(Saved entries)
-- Opening Marker --

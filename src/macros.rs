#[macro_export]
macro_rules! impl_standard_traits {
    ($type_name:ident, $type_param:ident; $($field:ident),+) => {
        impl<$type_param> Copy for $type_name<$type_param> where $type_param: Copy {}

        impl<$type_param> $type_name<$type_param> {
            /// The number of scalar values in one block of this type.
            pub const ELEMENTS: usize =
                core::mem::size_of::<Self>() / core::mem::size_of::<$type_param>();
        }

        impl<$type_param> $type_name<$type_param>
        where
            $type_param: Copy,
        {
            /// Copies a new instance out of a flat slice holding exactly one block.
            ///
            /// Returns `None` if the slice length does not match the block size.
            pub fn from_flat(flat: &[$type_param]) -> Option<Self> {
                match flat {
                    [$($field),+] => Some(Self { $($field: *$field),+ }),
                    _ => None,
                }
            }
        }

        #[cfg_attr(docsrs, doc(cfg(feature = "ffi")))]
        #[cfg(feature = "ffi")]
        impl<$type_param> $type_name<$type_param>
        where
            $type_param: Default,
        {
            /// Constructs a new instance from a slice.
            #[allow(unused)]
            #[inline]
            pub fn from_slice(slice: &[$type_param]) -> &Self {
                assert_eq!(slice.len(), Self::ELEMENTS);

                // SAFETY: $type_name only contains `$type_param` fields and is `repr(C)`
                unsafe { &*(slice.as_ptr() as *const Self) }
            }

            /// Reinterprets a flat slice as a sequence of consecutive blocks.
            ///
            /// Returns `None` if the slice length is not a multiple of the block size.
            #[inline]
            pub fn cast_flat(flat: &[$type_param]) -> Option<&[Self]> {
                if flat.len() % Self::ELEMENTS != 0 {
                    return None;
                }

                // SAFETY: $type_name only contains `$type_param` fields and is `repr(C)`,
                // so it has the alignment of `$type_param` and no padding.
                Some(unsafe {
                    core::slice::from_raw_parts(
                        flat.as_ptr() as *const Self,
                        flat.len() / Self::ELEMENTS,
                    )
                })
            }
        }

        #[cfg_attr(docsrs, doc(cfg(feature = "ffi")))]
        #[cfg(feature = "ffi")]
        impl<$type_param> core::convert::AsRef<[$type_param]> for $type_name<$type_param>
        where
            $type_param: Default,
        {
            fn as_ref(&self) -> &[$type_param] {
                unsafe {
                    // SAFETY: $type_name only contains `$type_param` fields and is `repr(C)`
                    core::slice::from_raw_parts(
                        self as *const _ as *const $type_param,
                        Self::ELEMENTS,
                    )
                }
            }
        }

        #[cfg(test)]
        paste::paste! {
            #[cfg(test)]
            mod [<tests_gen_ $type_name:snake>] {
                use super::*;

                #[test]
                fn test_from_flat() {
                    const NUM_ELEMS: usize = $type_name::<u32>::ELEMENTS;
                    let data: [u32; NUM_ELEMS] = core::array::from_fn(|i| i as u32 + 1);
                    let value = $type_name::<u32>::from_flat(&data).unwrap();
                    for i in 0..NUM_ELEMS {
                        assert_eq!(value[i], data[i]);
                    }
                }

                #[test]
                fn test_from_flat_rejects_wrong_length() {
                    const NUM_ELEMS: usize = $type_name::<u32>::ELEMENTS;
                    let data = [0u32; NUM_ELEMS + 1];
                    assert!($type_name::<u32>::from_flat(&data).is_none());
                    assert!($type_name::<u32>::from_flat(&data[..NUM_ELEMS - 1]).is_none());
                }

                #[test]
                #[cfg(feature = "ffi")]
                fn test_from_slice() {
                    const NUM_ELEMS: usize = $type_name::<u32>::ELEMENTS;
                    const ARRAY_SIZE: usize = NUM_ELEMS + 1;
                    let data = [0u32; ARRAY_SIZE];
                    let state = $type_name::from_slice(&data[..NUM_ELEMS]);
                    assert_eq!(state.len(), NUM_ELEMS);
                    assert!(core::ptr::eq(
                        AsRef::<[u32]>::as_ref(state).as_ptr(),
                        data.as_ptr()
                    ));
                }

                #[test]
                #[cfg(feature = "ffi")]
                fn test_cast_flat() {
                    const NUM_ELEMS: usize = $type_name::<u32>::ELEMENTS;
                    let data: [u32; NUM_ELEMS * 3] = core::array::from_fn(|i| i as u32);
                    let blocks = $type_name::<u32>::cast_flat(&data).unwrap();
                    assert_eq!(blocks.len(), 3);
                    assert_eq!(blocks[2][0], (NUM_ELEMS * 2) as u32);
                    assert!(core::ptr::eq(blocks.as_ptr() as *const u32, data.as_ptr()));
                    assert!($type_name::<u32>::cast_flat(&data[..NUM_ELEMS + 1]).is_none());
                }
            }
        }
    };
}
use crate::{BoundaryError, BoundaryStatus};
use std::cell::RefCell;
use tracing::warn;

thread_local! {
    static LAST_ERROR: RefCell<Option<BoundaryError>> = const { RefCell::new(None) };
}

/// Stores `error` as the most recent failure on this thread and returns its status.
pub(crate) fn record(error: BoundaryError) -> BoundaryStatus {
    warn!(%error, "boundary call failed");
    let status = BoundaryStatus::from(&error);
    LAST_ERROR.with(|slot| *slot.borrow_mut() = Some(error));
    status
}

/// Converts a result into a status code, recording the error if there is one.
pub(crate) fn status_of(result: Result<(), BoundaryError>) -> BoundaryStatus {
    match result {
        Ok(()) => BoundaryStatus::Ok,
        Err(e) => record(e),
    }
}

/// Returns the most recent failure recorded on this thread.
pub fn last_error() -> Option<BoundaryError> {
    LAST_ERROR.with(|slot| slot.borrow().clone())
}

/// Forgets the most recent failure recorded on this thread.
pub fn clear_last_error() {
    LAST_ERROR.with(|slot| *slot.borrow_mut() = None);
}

-- Closing Marker --

=== Instructions to follow ===
Scan the entries and show every line in which the word "BoundaryStatus" is found.

=== Solution for this problem ===
use crate::{BoundaryError, BoundaryStatus};
pub(crate) fn record(error: BoundaryError) -> BoundaryStatus {
    let status = BoundaryStatus::from(&error);
pub(crate) fn status_of(result: Result<(), BoundaryError>) -> BoundaryStatus {
        Ok(()) => BoundaryStatus::Ok,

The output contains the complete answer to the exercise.